Is the company in question a legal person?
In Belgium, as in other States, the law establishing corporate criminal liability, creates a sort of “custom criminal legal personhood” for companies not yet covered under civil legislation (e.g. commercial companies in the process of incorporating). 5 The Belgian criminal code applies to private entities which exist in reality and are carrying out specific operations. The Belgian criminal code lists the companies considered as legal persons and defines the conditions for criminal liability of a legal person. 6 The law applies primarily to economic entities which function despite a lack of legal personhood in the strict sense. 7
In France it is possible for criminal courts to recognize the legal personality of a group for the sole purpose of imposing a criminal penalty. 8 The Criminal code determines the legal regime applicable to legal persons in criminal matters. It specifies the legal persons liable, the conditions relating to criminal liability, the penalties incurred and the existing rules of procedure. Legal persons shall be criminally liable for offences committed, on their behalf, by their organs or representatives.

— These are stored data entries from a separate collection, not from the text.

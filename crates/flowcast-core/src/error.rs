//! Error types for Flowcast

use thiserror::Error;

#[derive(Error, Debug)]
pub enum Error {
    #[error("Database error: {0}")]
    Database(#[from] rusqlite::Error),

    #[error("Database pool error: {0}")]
    Pool(#[from] r2d2::Error),

    #[error("CSV parsing error: {0}")]
    Csv(#[from] csv::Error),

    #[error("IO error: {0}")]
    Io(#[from] std::io::Error),

    #[error("JSON error: {0}")]
    Json(#[from] serde_json::Error),

    #[error("Config error: {0}")]
    Config(String),

    #[error("Import error: {0}")]
    Import(String),

    #[error("Invalid data: {0}")]
    InvalidData(String),

    #[error("Invalid parameter: {0}")]
    InvalidParameter(String),

    #[error("Not found: {0}")]
    NotFound(String),

    /// The stream source failed; carried verbatim, never retried
    #[error("Upstream failure: {0}")]
    Upstream(String),

    #[error("Operation cancelled")]
    Cancelled,
}

pub type Result<T> = std::result::Result<T, Error>;
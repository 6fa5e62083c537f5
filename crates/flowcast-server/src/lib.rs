//! Flowcast Web Server
//!
//! Axum-based JSON API exposing every Flowcast report.
//!
//! Security features:
//! - API key authentication (secure by default, use --no-auth for local dev)
//! - Restrictive CORS policy
//! - Sanitized error responses

use std::sync::Arc;

use axum::{
    extract::{Request, State},
    http::{header, HeaderValue, Method, StatusCode},
    middleware::{self, Next},
    response::{IntoResponse, Response},
    routing::get,
    Json, Router,
};
use tower_http::{cors::CorsLayer, set_header::SetResponseHeaderLayer, trace::TraceLayer};
use tracing::{error, info, warn};

use flowcast_core::{AnalyticsEngine, Database, Error as CoreError};

mod handlers;

/// Authorization header for API key auth
const AUTHORIZATION_HEADER: &str = "authorization";

/// Routes reachable without credentials
const PUBLIC_PATHS: &[&str] = &["/api/health"];

/// Server configuration
#[derive(Clone)]
pub struct ServerConfig {
    /// Whether authentication is required (secure by default)
    pub require_auth: bool,
    /// Allowed CORS origins (empty = same-origin only)
    pub allowed_origins: Vec<String>,
    /// API keys accepted as "Bearer <key>" in the Authorization header
    pub api_keys: Vec<String>,
}

impl Default for ServerConfig {
    fn default() -> Self {
        Self {
            require_auth: true,
            allowed_origins: vec![],
            api_keys: vec![],
        }
    }
}

impl ServerConfig {
    /// Split a comma separated environment value, dropping blanks
    pub fn parse_list(input: &str) -> Vec<String> {
        input
            .split(',')
            .map(|s| s.trim())
            .filter(|s| !s.is_empty())
            .map(|s| s.to_string())
            .collect()
    }
}

/// Shared application state
pub struct AppState {
    pub engine: AnalyticsEngine<Database>,
    pub config: ServerConfig,
}

/// Authentication middleware - validates API keys
///
/// Keys are compared in constant time. `/api/health` stays public so load
/// balancers can probe the server.
async fn auth_middleware(
    State(state): State<Arc<AppState>>,
    request: Request,
    next: Next,
) -> Response {
    if !state.config.require_auth || PUBLIC_PATHS.contains(&request.uri().path()) {
        return next.run(request).await;
    }

    let api_key_valid = request
        .headers()
        .get(AUTHORIZATION_HEADER)
        .and_then(|v| v.to_str().ok())
        .and_then(|auth| auth.strip_prefix("Bearer "))
        .map(|key| validate_api_key(key.trim(), &state.config.api_keys))
        .unwrap_or(false);

    if api_key_valid {
        info!(user = "api-key", path = %request.uri().path(), "Authenticated via API key");
        return next.run(request).await;
    }

    warn!(path = %request.uri().path(), "Unauthorized request - no valid auth");
    (
        StatusCode::UNAUTHORIZED,
        Json(serde_json::json!({
            "error": "Authentication required"
        })),
    )
        .into_response()
}

/// Validate an API key against the configured keys using constant-time comparison
fn validate_api_key(provided: &str, valid_keys: &[String]) -> bool {
    use subtle::ConstantTimeEq;

    let provided_bytes = provided.as_bytes();

    valid_keys.iter().any(|key| {
        let key_bytes = key.as_bytes();
        // Only compare if lengths match (constant-time for same-length keys)
        provided_bytes.len() == key_bytes.len() && bool::from(provided_bytes.ct_eq(key_bytes))
    })
}

/// Create the application router
pub fn create_router(engine: AnalyticsEngine<Database>, config: ServerConfig) -> Router {
    let state = Arc::new(AppState {
        engine,
        config: config.clone(),
    });

    let report_routes = Router::new()
        .route("/daily-rate", get(handlers::daily_rate))
        .route("/comparison", get(handlers::comparison))
        .route("/distribution", get(handlers::distribution))
        .route("/top-performers", get(handlers::top_performers))
        .route("/trend", get(handlers::trend))
        .route("/stream-health", get(handlers::stream_health))
        .route("/seasonality", get(handlers::seasonality))
        .route("/projection", get(handlers::projection))
        .route("/monte-carlo", get(handlers::monte_carlo));

    let api_routes = Router::new()
        .route("/health", get(handlers::health))
        .route("/overview", get(handlers::overview))
        .route("/streams", get(handlers::list_streams))
        .nest("/reports", report_routes);

    let origins: Vec<HeaderValue> = config
        .allowed_origins
        .iter()
        .filter_map(|o| o.parse().ok())
        .collect();
    let cors = CorsLayer::new()
        .allow_methods([Method::GET, Method::OPTIONS])
        .allow_headers([header::CONTENT_TYPE, header::AUTHORIZATION]);
    // Empty origin list: same-origin only
    let cors = if origins.is_empty() {
        cors
    } else {
        cors.allow_origin(origins)
    };

    Router::new()
        .nest("/api", api_routes)
        .layer(middleware::from_fn_with_state(
            state.clone(),
            auth_middleware,
        ))
        .with_state(state)
        .layer(TraceLayer::new_for_http())
        .layer(cors)
        .layer(SetResponseHeaderLayer::overriding(
            header::X_CONTENT_TYPE_OPTIONS,
            HeaderValue::from_static("nosniff"),
        ))
        .layer(SetResponseHeaderLayer::overriding(
            header::X_FRAME_OPTIONS,
            HeaderValue::from_static("DENY"),
        ))
}

/// Start the server with custom configuration
pub async fn serve_with_config(
    engine: AnalyticsEngine<Database>,
    host: &str,
    port: u16,
    config: ServerConfig,
) -> anyhow::Result<()> {
    if !config.require_auth {
        warn!("Authentication disabled - do not expose to network!");
    } else if config.api_keys.is_empty() {
        warn!("Authentication required but no API keys configured (set FLOWCAST_API_KEYS)");
    }

    let stats = engine.source().store_stats()?;
    info!(
        streams = stats.stream_count,
        snapshots = stats.snapshot_count,
        "Store opened at {}",
        engine.source().path()
    );

    let app = create_router(engine, config);
    let addr = format!("{}:{}", host, port);

    info!("Starting server at http://{}", addr);

    let listener = tokio::net::TcpListener::bind(&addr).await?;
    axum::serve(listener, app).await?;

    Ok(())
}

// ============================================================================
// Error Handling
// ============================================================================

/// Application error type with proper HTTP status codes
#[derive(Debug)]
pub struct AppError {
    status: StatusCode,
    message: String,
    internal: Option<anyhow::Error>,
}

impl AppError {
    pub fn bad_request(msg: &str) -> Self {
        Self {
            status: StatusCode::BAD_REQUEST,
            message: msg.to_string(),
            internal: None,
        }
    }

    pub fn not_found(msg: &str) -> Self {
        Self {
            status: StatusCode::NOT_FOUND,
            message: msg.to_string(),
            internal: None,
        }
    }

    pub fn status(&self) -> StatusCode {
        self.status
    }
}

impl IntoResponse for AppError {
    fn into_response(self) -> Response {
        // Log the full internal error if present
        if let Some(err) = &self.internal {
            error!(error = %err, "Internal error");
        }

        let body = Json(serde_json::json!({
            "error": self.message
        }));

        (self.status, body).into_response()
    }
}

impl<E> From<E> for AppError
where
    E: Into<anyhow::Error>,
{
    fn from(err: E) -> Self {
        let err = err.into();
        // Caller mistakes surface as-is; everything else is sanitized
        match err.downcast_ref::<CoreError>() {
            Some(CoreError::InvalidParameter(msg)) => return Self::bad_request(msg),
            Some(CoreError::NotFound(msg)) => return Self::not_found(msg),
            Some(CoreError::Cancelled) => {
                return Self {
                    status: StatusCode::SERVICE_UNAVAILABLE,
                    message: "Request cancelled".to_string(),
                    internal: None,
                }
            }
            Some(CoreError::Upstream(_)) => {
                return Self {
                    status: StatusCode::BAD_GATEWAY,
                    message: "Stream source unavailable".to_string(),
                    internal: Some(err),
                }
            }
            _ => {}
        }
        Self {
            status: StatusCode::INTERNAL_SERVER_ERROR,
            // Return generic message to client
            message: "An internal error occurred".to_string(),
            // Keep full error for logging
            internal: Some(err),
        }
    }
}

#[cfg(test)]
mod tests;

The United Kingdom also does not require abstract entities to hold legal personhood in the strict sense for them to be considered criminally liable. 9
Portugal: The principle was introduced in the Criminal Code of 1982 by the Law 59/2007 which modified and extended the scope of article 11 of the code. These provisions regulate the conditions for the criminal liability of legal persons and representatives.

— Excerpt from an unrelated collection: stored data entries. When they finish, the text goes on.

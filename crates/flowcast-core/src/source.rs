//! Stream source contract
//!
//! The analytics engine reads everything it needs through [`StreamSource`]:
//! all streams (optionally filtered by direction and provider) with their
//! full snapshot history, plus provider display names. The SQLite
//! [`Database`](crate::db::Database) implements it for the CLI and server;
//! [`InMemorySource`] backs tests and ad-hoc JSON datasets.

use crate::error::Result;
use crate::models::{Provider, Stream, StreamQuery};

/// Read-only access to streams and providers
pub trait StreamSource: Send + Sync {
    /// Fetch all streams matching the query, snapshots ordered by date
    fn fetch_streams(&self, query: &StreamQuery) -> Result<Vec<Stream>>;

    /// Fetch all providers (for display names)
    fn fetch_providers(&self) -> Result<Vec<Provider>>;
}

impl<S: StreamSource + ?Sized> StreamSource for std::sync::Arc<S> {
    fn fetch_streams(&self, query: &StreamQuery) -> Result<Vec<Stream>> {
        (**self).fetch_streams(query)
    }

    fn fetch_providers(&self) -> Result<Vec<Provider>> {
        (**self).fetch_providers()
    }
}

/// A fixed set of streams held in memory
#[derive(Debug, Clone, Default)]
pub struct InMemorySource {
    streams: Vec<Stream>,
    providers: Vec<Provider>,
}

impl InMemorySource {
    pub fn new(mut streams: Vec<Stream>, providers: Vec<Provider>) -> Self {
        for stream in &mut streams {
            stream.snapshots.sort_by_key(|s| s.date);
        }
        Self { streams, providers }
    }

    pub fn streams(&self) -> &[Stream] {
        &self.streams
    }
}

impl StreamSource for InMemorySource {
    fn fetch_streams(&self, query: &StreamQuery) -> Result<Vec<Stream>> {
        Ok(self
            .streams
            .iter()
            .filter(|s| query.direction.map_or(true, |d| s.direction == d))
            .filter(|s| {
                query
                    .provider_id
                    .map_or(true, |p| s.provider_id == Some(p))
            })
            .cloned()
            .collect())
    }

    fn fetch_providers(&self) -> Result<Vec<Provider>> {
        Ok(self.providers.clone())
    }
}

Luxembourg: The law of 3 March, 2010, which introduced several articles on the penal code and the code of criminal procedure, attaches the responsibility of legal entities to the existence of a legal personality. 10 A legal person shall be subject to criminal sanctions where an offence is committed on behalf of and in the interest of the legal person, or where a failure to supervise or control by a representative has made possible the commission of an offence in the interest of the legal person.
Spain: The reform to the Criminal Code, approved by the Senate on 9 June 2010, introduced corporate criminal liability for the first time through article 31bis of the Code. This article was recently modified by the Organic Law 1/2015 of 30 March, 2015.

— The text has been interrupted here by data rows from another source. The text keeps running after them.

//! Granularity grouping
//!
//! Buckets flat `(date, usd_amount, direction)` records by day, week, month,
//! quarter, or year. With a direction filter a bucket is the plain sum of the
//! matching records; without one it is the net flow (income minus outcome).

use std::collections::BTreeMap;

use chrono::{Datelike, NaiveDate};
use serde::{Deserialize, Serialize};

use super::periods::{
    days_before, month_start, quarter_index, quarter_start, shift_months, week_start, year_start,
};
use crate::models::{DateRange, FlowDirection, Granularity, Stream};

/// One snapshot reduced to what grouping needs
#[derive(Debug, Clone, Copy, PartialEq)]
pub struct FlowRecord {
    pub date: NaiveDate,
    pub usd_amount: f64,
    pub direction: FlowDirection,
}

/// Aggregated amount for one bucket
#[derive(Debug, Clone, Copy, PartialEq, Serialize, Deserialize)]
pub struct Bucket {
    /// First day of the bucket
    pub key: NaiveDate,
    pub amount: f64,
    /// Number of contributing records
    pub count: usize,
}

/// One keyed series of buckets from a stacked grouping
#[derive(Debug, Clone, PartialEq)]
pub struct Series<K> {
    pub key: K,
    pub buckets: Vec<Bucket>,
}

/// First day of the bucket that contains `date`
pub fn bucket_key(date: NaiveDate, granularity: Granularity) -> NaiveDate {
    match granularity {
        Granularity::Daily => date,
        Granularity::Weekly => week_start(date),
        Granularity::Monthly => month_start(date),
        Granularity::Quarterly => quarter_start(date),
        Granularity::Yearly => year_start(date),
    }
}

/// Display label for a bucket key
pub fn bucket_label(key: NaiveDate, granularity: Granularity) -> String {
    match granularity {
        Granularity::Daily | Granularity::Weekly => key.format("%Y-%m-%d").to_string(),
        Granularity::Monthly => key.format("%Y-%m").to_string(),
        Granularity::Quarterly => format!("{}-Q{}", key.year(), quarter_index(key) + 1),
        Granularity::Yearly => key.year().to_string(),
    }
}

/// Step back `periods` buckets from the bucket containing `date`
///
/// `None` when the target bucket falls before the representable calendar.
pub fn bucket_start_back(
    date: NaiveDate,
    granularity: Granularity,
    periods: u32,
) -> Option<NaiveDate> {
    let key = bucket_key(date, granularity);
    let n = i64::from(periods);
    match granularity {
        Granularity::Daily => days_before(key, n),
        Granularity::Weekly => days_before(key, 7 * n),
        Granularity::Monthly => shift_months(key, -n),
        Granularity::Quarterly => shift_months(key, -3 * n),
        Granularity::Yearly => shift_months(key, -12 * n),
    }
}

/// Flatten stream snapshots inside an optional window into records
pub fn records_from_streams<'a, I>(streams: I, range: Option<DateRange>) -> Vec<FlowRecord>
where
    I: IntoIterator<Item = &'a Stream>,
{
    streams
        .into_iter()
        .flat_map(|stream| {
            stream
                .snapshots
                .iter()
                .filter(move |s| range.map_or(true, |r| r.contains(s.date)))
                .map(move |s| FlowRecord {
                    date: s.date,
                    usd_amount: s.usd_amount,
                    direction: stream.direction,
                })
        })
        .collect()
}

/// Group records into ordered buckets
///
/// Buckets without records are not emitted.
pub fn group_records(
    records: &[FlowRecord],
    granularity: Granularity,
    filter: Option<FlowDirection>,
) -> Vec<Bucket> {
    // key -> (income, outcome, count)
    let mut acc: BTreeMap<NaiveDate, (f64, f64, usize)> = BTreeMap::new();

    for record in records {
        if filter.is_some_and(|d| d != record.direction) {
            continue;
        }
        let entry = acc
            .entry(bucket_key(record.date, granularity))
            .or_insert((0.0, 0.0, 0));
        match record.direction {
            FlowDirection::Income => entry.0 += record.usd_amount,
            FlowDirection::Outcome => entry.1 += record.usd_amount,
        }
        entry.2 += 1;
    }

    acc.into_iter()
        .map(|(key, (income, outcome, count))| {
            let amount = match filter {
                Some(FlowDirection::Income) => income,
                Some(FlowDirection::Outcome) => outcome,
                None => income - outcome,
            };
            Bucket { key, amount, count }
        })
        .collect()
}

/// Group items into one bucket series per key
///
/// `record_of` reduces an item to a flow record and `key_of` picks the
/// series it belongs to. Series come out ordered by key; series whose
/// records were all filtered away are dropped.
pub fn group_stacked<T, K, R, F>(
    items: &[T],
    granularity: Granularity,
    filter: Option<FlowDirection>,
    record_of: R,
    key_of: F,
) -> Vec<Series<K>>
where
    K: Ord,
    R: Fn(&T) -> FlowRecord,
    F: Fn(&T) -> K,
{
    let mut groups: BTreeMap<K, Vec<FlowRecord>> = BTreeMap::new();
    for item in items {
        groups.entry(key_of(item)).or_default().push(record_of(item));
    }

    groups
        .into_iter()
        .map(|(key, records)| Series {
            key,
            buckets: group_records(&records, granularity, filter),
        })
        .filter(|s| !s.buckets.is_empty())
        .collect()
}

/// Daily totals for every day of the window, zero where nothing happened
pub fn daily_series(
    records: &[FlowRecord],
    range: DateRange,
    filter: Option<FlowDirection>,
) -> Vec<(NaiveDate, f64)> {
    let in_range: Vec<FlowRecord> = records
        .iter()
        .copied()
        .filter(|r| range.contains(r.date))
        .collect();
    let buckets: BTreeMap<NaiveDate, f64> = group_records(&in_range, Granularity::Daily, filter)
        .into_iter()
        .map(|b| (b.key, b.amount))
        .collect();

    range
        .from
        .iter_days()
        .take_while(|d| *d <= range.to)
        .map(|d| (d, buckets.get(&d).copied().unwrap_or(0.0)))
        .collect()
}

#[cfg(test)]
mod tests {
    use super::*;

    fn d(s: &str) -> NaiveDate {
        NaiveDate::parse_from_str(s, "%Y-%m-%d").unwrap()
    }

    fn rec(on: &str, amount: f64, direction: FlowDirection) -> FlowRecord {
        FlowRecord {
            date: d(on),
            usd_amount: amount,
            direction,
        }
    }

    fn sample() -> Vec<FlowRecord> {
        vec![
            rec("2024-01-05", 100.0, FlowDirection::Income),
            rec("2024-01-10", 40.0, FlowDirection::Outcome),
            rec("2024-02-15", 100.0, FlowDirection::Income),
            rec("2024-04-20", 50.0, FlowDirection::Outcome),
        ]
    }

    #[test]
    fn test_bucket_keys() {
        let date = d("2024-05-15"); // Wednesday
        assert_eq!(bucket_key(date, Granularity::Daily), date);
        assert_eq!(bucket_key(date, Granularity::Weekly), d("2024-05-12"));
        assert_eq!(bucket_key(date, Granularity::Monthly), d("2024-05-01"));
        assert_eq!(bucket_key(date, Granularity::Quarterly), d("2024-04-01"));
        assert_eq!(bucket_key(date, Granularity::Yearly), d("2024-01-01"));
    }

    #[test]
    fn test_bucket_labels() {
        assert_eq!(bucket_label(d("2024-04-01"), Granularity::Quarterly), "2024-Q2");
        assert_eq!(bucket_label(d("2024-04-01"), Granularity::Monthly), "2024-04");
        assert_eq!(bucket_label(d("2024-01-01"), Granularity::Yearly), "2024");
    }

    #[test]
    fn test_net_flow_without_filter() {
        let buckets = group_records(&sample(), Granularity::Monthly, None);
        assert_eq!(buckets.len(), 3);
        assert_eq!(buckets[0].key, d("2024-01-01"));
        assert_eq!(buckets[0].amount, 60.0);
        assert_eq!(buckets[0].count, 2);
        assert_eq!(buckets[2].amount, -50.0);
    }

    #[test]
    fn test_filtered_sum_drops_other_direction() {
        let buckets = group_records(&sample(), Granularity::Quarterly, Some(FlowDirection::Income));
        assert_eq!(buckets.len(), 1);
        assert_eq!(buckets[0].amount, 200.0);
        assert_eq!(buckets[0].count, 2);
    }

    #[test]
    fn test_buckets_are_ordered() {
        let mut records = sample();
        records.reverse();
        let buckets = group_records(&records, Granularity::Daily, None);
        assert!(buckets.windows(2).all(|w| w[0].key < w[1].key));
    }

    #[test]
    fn test_stacked_grouping_with_typed_accessor() {
        let items = vec![
            ("Salary", rec("2024-01-05", 100.0, FlowDirection::Income)),
            ("Bonus", rec("2024-01-20", 50.0, FlowDirection::Income)),
            ("Salary", rec("2024-02-05", 100.0, FlowDirection::Income)),
            ("Rent", rec("2024-02-01", 70.0, FlowDirection::Outcome)),
        ];
        let series = group_stacked(
            &items,
            Granularity::Monthly,
            Some(FlowDirection::Income),
            |(_, r)| *r,
            |(name, _)| name.to_string(),
        );

        // Rent is filtered out entirely
        assert_eq!(series.len(), 2);
        assert_eq!(series[0].key, "Bonus");
        assert_eq!(series[1].key, "Salary");
        assert_eq!(series[1].buckets.len(), 2);
    }

    #[test]
    fn test_daily_series_zero_fills() {
        let range = DateRange::new(d("2024-01-04"), d("2024-01-11"));
        let series = daily_series(&sample(), range, None);
        assert_eq!(series.len(), 8);
        assert_eq!(series[1], (d("2024-01-05"), 100.0));
        assert_eq!(series[6], (d("2024-01-10"), -40.0));
        assert_eq!(series[0].1, 0.0);
    }

    #[test]
    fn test_bucket_start_back() {
        let today = d("2024-05-15");
        assert_eq!(
            bucket_start_back(today, Granularity::Monthly, 2),
            Some(d("2024-03-01"))
        );
        assert_eq!(
            bucket_start_back(today, Granularity::Weekly, 1),
            Some(d("2024-05-05"))
        );
        assert_eq!(
            bucket_start_back(today, Granularity::Quarterly, 4),
            Some(d("2023-04-01"))
        );
        assert_eq!(
            bucket_start_back(today, Granularity::Monthly, 4_000_000),
            None
        );
        assert_eq!(bucket_start_back(today, Granularity::Daily, u32::MAX), None);
    }
}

The Spanish Supreme Court in its ruling 154/2016, dated 29 February 2016, assessed for the first time corporate criminal liability on the basis of article 31bis of the criminal code. The ruling specified the conditions that must be met for this article to be applicable : (1) the crime must have been committed by an individual within the company concerned, and (2) the company must have failed to establish measures to monitor and supervise its personnel in order to prevent such crimes from being committed, thereby making possible or facilitating the Commission of the crime. 11
Corporate criminal liability is also a matter of discussion in the context of mergers and acquisitions. The question arises whether, in the event of a dissolution of a company, the acquired company is exempt from liability for acts carried out prior to the merger, and whether the acquiring company also escapes liability due to the prohibition on vicarious liability under criminal law. 12 In some states the resulting impunity is the same if several companies form a new company by transferring their assets to the latter. 13
However, the Court of Justice of the European Union ruled that a merger entails the transmission to the acquiring company of the obligation to pay a fine for infringements committed by the acquired company before the merger 14 . Recently, the French Supreme Court (“Cour de cassation”) overturned its case law, ruling that companies may now be held criminally liable for offences committed by the acquired company prior to the merger by acquisition 15 . This case makes companies more accountable, as they can no longer escape criminal prosecution by carrying out mergers or acquisitions.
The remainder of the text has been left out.